- Problem to solve -
Give a verbatim quotation of every record.

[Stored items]

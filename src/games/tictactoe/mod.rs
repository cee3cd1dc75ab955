mod game;
mod opponent;
mod outcome;
mod position;
pub mod rules;
mod types;

pub use game::{Game, MoveError, SymbolAssignment};
pub use opponent::{HeuristicOpponent, Opponent, RandomOpponent, select_move};
pub use outcome::{Outcome, evaluate};
pub use position::Position;
pub use types::{Board, BoardParseError, Mark, Square};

- Answer area -
filename src/games/tictactoe/mod.rs
repository cee3cd1dc75ab955
mod game;
mod opponent;
mod outcome;
mod position;
pub mod rules;
mod types;

pub use game::{Game, MoveError, SymbolAssignment};
pub use opponent::{HeuristicOpponent, Opponent, RandomOpponent, select_move};
pub use outcome::{Outcome, evaluate};
pub use position::Position;
pub use types::{Board, BoardParseError, Mark, Square};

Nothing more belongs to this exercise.